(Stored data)
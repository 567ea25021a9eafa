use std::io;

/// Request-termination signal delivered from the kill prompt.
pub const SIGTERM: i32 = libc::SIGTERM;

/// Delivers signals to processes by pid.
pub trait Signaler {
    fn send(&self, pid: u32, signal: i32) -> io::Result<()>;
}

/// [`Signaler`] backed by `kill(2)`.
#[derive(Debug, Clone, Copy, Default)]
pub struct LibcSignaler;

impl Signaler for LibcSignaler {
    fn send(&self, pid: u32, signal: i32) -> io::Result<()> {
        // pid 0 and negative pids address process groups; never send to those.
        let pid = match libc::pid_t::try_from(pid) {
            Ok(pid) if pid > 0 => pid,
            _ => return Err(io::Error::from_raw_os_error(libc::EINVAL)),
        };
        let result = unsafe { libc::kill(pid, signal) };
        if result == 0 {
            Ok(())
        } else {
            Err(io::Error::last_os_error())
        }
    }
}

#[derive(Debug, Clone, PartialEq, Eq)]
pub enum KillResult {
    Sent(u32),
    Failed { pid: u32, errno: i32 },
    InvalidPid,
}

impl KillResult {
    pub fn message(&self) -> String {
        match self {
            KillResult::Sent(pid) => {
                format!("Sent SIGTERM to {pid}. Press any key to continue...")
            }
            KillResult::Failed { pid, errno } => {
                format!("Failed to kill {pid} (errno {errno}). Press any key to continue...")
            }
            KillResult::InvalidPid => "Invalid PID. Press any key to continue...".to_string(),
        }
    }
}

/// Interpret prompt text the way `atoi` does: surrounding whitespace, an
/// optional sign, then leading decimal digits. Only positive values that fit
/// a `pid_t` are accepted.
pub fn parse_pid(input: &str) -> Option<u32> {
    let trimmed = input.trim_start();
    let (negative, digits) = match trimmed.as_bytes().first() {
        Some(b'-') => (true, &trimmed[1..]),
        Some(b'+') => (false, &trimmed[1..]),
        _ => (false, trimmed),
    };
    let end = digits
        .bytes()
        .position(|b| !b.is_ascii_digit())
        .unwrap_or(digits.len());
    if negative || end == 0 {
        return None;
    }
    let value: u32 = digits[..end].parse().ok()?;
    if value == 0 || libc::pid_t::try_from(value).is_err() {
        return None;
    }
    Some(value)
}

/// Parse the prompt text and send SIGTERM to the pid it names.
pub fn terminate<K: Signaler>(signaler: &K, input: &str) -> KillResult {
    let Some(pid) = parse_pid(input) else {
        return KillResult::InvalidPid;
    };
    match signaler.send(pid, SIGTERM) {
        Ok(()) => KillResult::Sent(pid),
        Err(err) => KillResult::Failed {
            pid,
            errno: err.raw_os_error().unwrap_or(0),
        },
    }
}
* * *
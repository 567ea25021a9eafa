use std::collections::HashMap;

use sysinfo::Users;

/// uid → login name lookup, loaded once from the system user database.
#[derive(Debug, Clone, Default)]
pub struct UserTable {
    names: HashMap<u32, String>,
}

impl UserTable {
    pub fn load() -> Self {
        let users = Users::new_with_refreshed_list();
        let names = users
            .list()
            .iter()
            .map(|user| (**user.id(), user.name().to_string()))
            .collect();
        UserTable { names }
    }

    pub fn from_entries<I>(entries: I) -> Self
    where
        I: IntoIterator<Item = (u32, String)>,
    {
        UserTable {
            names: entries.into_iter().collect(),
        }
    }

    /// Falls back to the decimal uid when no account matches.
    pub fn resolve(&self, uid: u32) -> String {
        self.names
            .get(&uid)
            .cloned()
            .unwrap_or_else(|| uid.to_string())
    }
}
* * *
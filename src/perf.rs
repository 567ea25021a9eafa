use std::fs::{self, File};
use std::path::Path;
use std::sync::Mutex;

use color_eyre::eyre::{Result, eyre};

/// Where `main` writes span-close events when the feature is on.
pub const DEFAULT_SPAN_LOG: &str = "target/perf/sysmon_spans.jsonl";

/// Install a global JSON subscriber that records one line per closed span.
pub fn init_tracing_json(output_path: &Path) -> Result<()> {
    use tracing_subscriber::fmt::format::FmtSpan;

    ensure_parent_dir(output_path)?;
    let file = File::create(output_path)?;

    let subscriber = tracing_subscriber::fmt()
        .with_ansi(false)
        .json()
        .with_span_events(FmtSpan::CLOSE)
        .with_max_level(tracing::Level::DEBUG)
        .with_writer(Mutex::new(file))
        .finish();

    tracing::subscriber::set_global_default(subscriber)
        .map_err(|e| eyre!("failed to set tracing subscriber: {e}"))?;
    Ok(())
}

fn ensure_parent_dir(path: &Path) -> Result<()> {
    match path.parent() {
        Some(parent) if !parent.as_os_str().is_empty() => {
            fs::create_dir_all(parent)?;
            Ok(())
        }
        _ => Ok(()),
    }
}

▶ [TASK INSTRUCTIONS]: Each line above that contains the string "Sent" should be identified and copied.

▶ [ANSWER BOX]:
    Sent(u32),
            KillResult::Sent(pid) => {
                format!("Sent SIGTERM to {pid}. Press any key to continue...")
        Ok(()) => KillResult::Sent(pid),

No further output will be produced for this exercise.